This demonstration auto-generates a simulation grid randomly (see Informal Explanation tab for more details).

Reset simulation >>

What is this?

Physarum Polycephalum, a single cell organism, collects together to create food-gathering structures that rival the complexity and efficiency of artificial networks. However, while planning a transportation system may take days or longer for mankind, slime mold can do it in hours without any centralized intelligence. Leveraging these collections of cells and their use of pheromones (chemical messengers) to optimize their internal structure, researchers have modeled transportation systems, wireless networks, and many other artificial systems (Emergence). This simulation demonstrates a computational model for slime mold, one example of an emergent self-organizing complex adaptive system.

Why does this matter?

If a mathematical / computational model can capture the internal optimizing behavior of Physarum Polycephalum, computers could also perform rapid network optimization just as quickly or even faster than the natural organism.

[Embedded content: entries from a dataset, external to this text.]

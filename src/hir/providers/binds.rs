//! Pattern and OOPath binds of the enclosing rule and its ancestors.

use std::ops::ControlFlow;

use super::DeclarationProvider;
use crate::hir::bindings::{BindFilter, BindingWalker};
use crate::hir::error::ScopeResult;
use crate::hir::resolve::{ResolveCtx, SymbolVisitor};
use crate::hir::symbols::Origin;

fn contribute_binds(
    ctx: &ResolveCtx<'_>,
    visitor: &mut dyn SymbolVisitor,
    filter: BindFilter,
) -> ScopeResult<ControlFlow<()>> {
    let Some((rule_id, _)) = ctx.enclosing_rule() else {
        return Ok(ControlFlow::Continue(()));
    };
    let symbols = BindingWalker::new(ctx.file(), ctx.snapshot.file_id(), ctx.config)
        .with_cancellation(ctx.request.cancellation.as_ref())
        .collect_from_rule(rule_id.local.index(), filter)?;
    for symbol in symbols {
        emit!(ctx, visitor, symbol);
    }
    Ok(ControlFlow::Continue(()))
}

/// `$f : Fact()`, field binds and accumulate results.
#[derive(Clone, Copy, Debug, Default)]
pub struct PatternBindProvider;

impl DeclarationProvider for PatternBindProvider {
    fn origin(&self) -> Origin {
        Origin::PatternBind
    }

    fn contribute(
        &self,
        ctx: &ResolveCtx<'_>,
        visitor: &mut dyn SymbolVisitor,
    ) -> ScopeResult<ControlFlow<()>> {
        contribute_binds(ctx, visitor, BindFilter::PATTERNS)
    }
}

/// `$p : /persons/addresses`
#[derive(Clone, Copy, Debug, Default)]
pub struct PathBindProvider;

impl DeclarationProvider for PathBindProvider {
    fn origin(&self) -> Origin {
        Origin::PathBind
    }

    fn contribute(
        &self,
        ctx: &ResolveCtx<'_>,
        visitor: &mut dyn SymbolVisitor,
    ) -> ScopeResult<ControlFlow<()>> {
        contribute_binds(ctx, visitor, BindFilter::PATHS)
    }
}
//! File-level declarations: `declare`, `function` and `global`.

use std::ops::ControlFlow;

use super::DeclarationProvider;
use crate::hir::error::ScopeResult;
use crate::hir::resolve::{ResolveCtx, SymbolVisitor};
use crate::hir::symbols::{Origin, SourceLocation, Symbol, SymbolKind};
use crate::hir::types::TypeRef;

/// Types introduced with `declare`.
#[derive(Clone, Copy, Debug, Default)]
pub struct DeclaredTypeProvider;

impl DeclarationProvider for DeclaredTypeProvider {
    fn origin(&self) -> Origin {
        Origin::DeclaredType
    }

    fn contribute(
        &self,
        ctx: &ResolveCtx<'_>,
        visitor: &mut dyn SymbolVisitor,
    ) -> ScopeResult<ControlFlow<()>> {
        let file = ctx.file();
        for decl in &file.declared_types {
            let qualified = match &file.package {
                Some(package) => format!("{package}.{}", decl.name),
                None => decl.name.to_string(),
            };
            let symbol = Symbol::new(
                decl.name.clone(),
                SymbolKind::Type,
                Origin::DeclaredType,
                SourceLocation::tree(ctx.snapshot.file_id(), decl.range),
            )
            .with_type(TypeRef::named(&qualified));
            emit!(ctx, visitor, symbol);
        }
        Ok(ControlFlow::Continue(()))
    }
}

/// Functions declared in the file.
#[derive(Clone, Copy, Debug, Default)]
pub struct FunctionProvider;

impl DeclarationProvider for FunctionProvider {
    fn origin(&self) -> Origin {
        Origin::Function
    }

    fn contribute(
        &self,
        ctx: &ResolveCtx<'_>,
        visitor: &mut dyn SymbolVisitor,
    ) -> ScopeResult<ControlFlow<()>> {
        for function in &ctx.file().functions {
            let mut symbol = Symbol::new(
                function.name.clone(),
                SymbolKind::Function,
                Origin::Function,
                SourceLocation::tree(ctx.snapshot.file_id(), function.range),
            );
            symbol.declared_type = function.return_type.as_deref().map(TypeRef::parse);
            emit!(ctx, visitor, symbol);
        }
        Ok(ControlFlow::Continue(()))
    }
}

/// `global` variables.
#[derive(Clone, Copy, Debug, Default)]
pub struct GlobalProvider;

impl DeclarationProvider for GlobalProvider {
    fn origin(&self) -> Origin {
        Origin::Global
    }

    fn contribute(
        &self,
        ctx: &ResolveCtx<'_>,
        visitor: &mut dyn SymbolVisitor,
    ) -> ScopeResult<ControlFlow<()>> {
        for global in &ctx.file().globals {
            let symbol = Symbol::new(
                global.name.clone(),
                SymbolKind::Variable,
                Origin::Global,
                SourceLocation::tree(ctx.snapshot.file_id(), global.range),
            )
            .with_type(TypeRef::parse(&global.type_name));
            emit!(ctx, visitor, symbol);
        }
        Ok(ControlFlow::Continue(()))
    }
}
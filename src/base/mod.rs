//! Foundation types shared by every layer of the resolver.
//!
//! - [`FileId`] - handle for one rule file
//! - [`TextRange`], [`TextSize`] - byte positions inside a file
//! - [`LineCol`], [`LineIndex`] - line/column conversion for editors
//!
//! This module has NO dependencies on other drlscope modules.

mod file_id;
mod span;

pub use file_id::FileId;
pub use span::{LineCol, LineIndex, TextRange, TextSize};

// Re-export text-size types for convenience
pub use text_size;
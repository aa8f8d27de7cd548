//! Memo table for implicit-variable types.
//!
//! Probing the candidate types of `kcontext`/`drools` hits the type lookup
//! several times per request. The answer only changes when the file or the
//! type lookup changes, so it is cached per file and keyed by the file
//! revision plus the identity and revision of the lookup probed.

use std::fmt;
use std::sync::Arc;

use parking_lot::RwLock;
use rustc_hash::FxHashMap;
use smol_str::SmolStr;

use super::ids::Revision;
use super::types::{TypeDescriptor, TypeLookup};
use crate::base::FileId;

/// An implicit variable whose type resolved.
#[derive(Clone, Debug, PartialEq, Eq)]
pub struct ResolvedImplicit {
    pub name: SmolStr,
    pub descriptor: Arc<TypeDescriptor>,
    pub exposes_members: bool,
}

/// Which lookup, at which revision, an entry was probed against.
#[derive(Clone, Copy, Debug, PartialEq, Eq)]
struct LookupStamp {
    address: usize,
    revision: Revision,
}

impl LookupStamp {
    /// `None` for unversioned lookups.
    fn of(types: &dyn TypeLookup) -> Option<Self> {
        let revision = types.revision();
        if revision == Revision::default() {
            return None;
        }
        Some(Self {
            address: std::ptr::from_ref(types).cast::<()>() as usize,
            revision,
        })
    }
}

#[derive(Clone)]
struct Entry {
    file_revision: Revision,
    lookup: LookupStamp,
    values: Arc<[ResolvedImplicit]>,
}

impl Entry {
    fn is_fresh(&self, file_revision: Revision, lookup: LookupStamp) -> bool {
        self.file_revision == file_revision && self.lookup == lookup
    }

    fn supersedes(&self, file_revision: Revision, lookup: LookupStamp) -> bool {
        (self.file_revision, self.lookup.revision) > (file_revision, lookup.revision)
    }
}

/// Thread-safe, revision-checked cache of [`ResolvedImplicit`] lists.
#[derive(Default)]
pub struct ImplicitVarCache {
    entries: RwLock<FxHashMap<FileId, Entry>>,
}

impl fmt::Debug for ImplicitVarCache {
    fn fmt(&self, f: &mut fmt::Formatter<'_>) -> fmt::Result {
        f.debug_struct("ImplicitVarCache")
            .field("files", &self.len())
            .finish()
    }
}

impl ImplicitVarCache {
    pub fn new() -> Self {
        Self::default()
    }

    /// Return the cached list for `file` probed against `types`, running
    /// `probe` when missing or stale.
    ///
    /// An entry only answers for the lookup it was probed against. Lookups
    /// reporting the default revision are unversioned and always probed.
    ///
    /// `probe` runs without any lock held, so concurrent callers may probe
    /// the same file twice; both produce the same answer and the later
    /// insert is harmless.
    pub fn get_or_probe(
        &self,
        file: FileId,
        file_revision: Revision,
        types: &dyn TypeLookup,
        probe: impl FnOnce() -> Vec<ResolvedImplicit>,
    ) -> Arc<[ResolvedImplicit]> {
        let Some(lookup) = LookupStamp::of(types) else {
            tracing::trace!("[CACHE] unversioned type lookup, probing {:?} uncached", file);
            return probe().into();
        };

        // Fast path: read lock
        {
            let entries = self.entries.read();
            let fresh = entries
                .get(&file)
                .filter(|e| e.is_fresh(file_revision, lookup));
            if let Some(entry) = fresh {
                return entry.values.clone();
            }
        }

        tracing::debug!(
            "[CACHE] probing implicit variables for {:?} at {:?}/{:?}",
            file,
            file_revision,
            lookup.revision
        );
        let values: Arc<[ResolvedImplicit]> = probe().into();

        let mut entries = self.entries.write();
        // Double-check: a newer entry may have landed while probing
        if entries
            .get(&file)
            .is_some_and(|e| e.supersedes(file_revision, lookup))
        {
            return values;
        }
        entries.insert(
            file,
            Entry {
                file_revision,
                lookup,
                values: values.clone(),
            },
        );
        values
    }

    /// Drop the entry for one file.
    pub fn invalidate(&self, file: FileId) {
        if self.entries.write().remove(&file).is_some() {
            tracing::trace!("[CACHE] invalidated {:?}", file);
        }
    }

    pub fn clear(&self) {
        self.entries.write().clear();
    }

    pub fn len(&self) -> usize {
        self.entries.read().len()
    }

    pub fn is_empty(&self) -> bool {
        self.entries.read().is_empty()
    }
}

This could help engineers create "smarter" transportation systems, computer networks, etc. This HTML5 canvas-based display demonstrates a possible computational model for Physarum Polycephalum.

How does it work?

Following the Cellular Potts Model explored in Niklas B. Semmler's Emergent Networks: A Slime Mold Simulation, this simulation runs off of a chemical field using "pheromones" like actual slime mold. However, instead of cells giving off these chemical messengers, this model approximates the same phenomenons by having the simulation obstacles and food give off the chemical signals themselves. Therefore, this simulation uses the following chemical attractors and repellents:

  • Living slime mold cells attract other slime mold cells slightly with quick pheromone decay (small negative number and quick decay).
  • Food gives of a strong attractant with slow decay (large negative number and slow decay).
  • Obstacles give off a strong but quickly decaying repellent (large positive number and quick decay).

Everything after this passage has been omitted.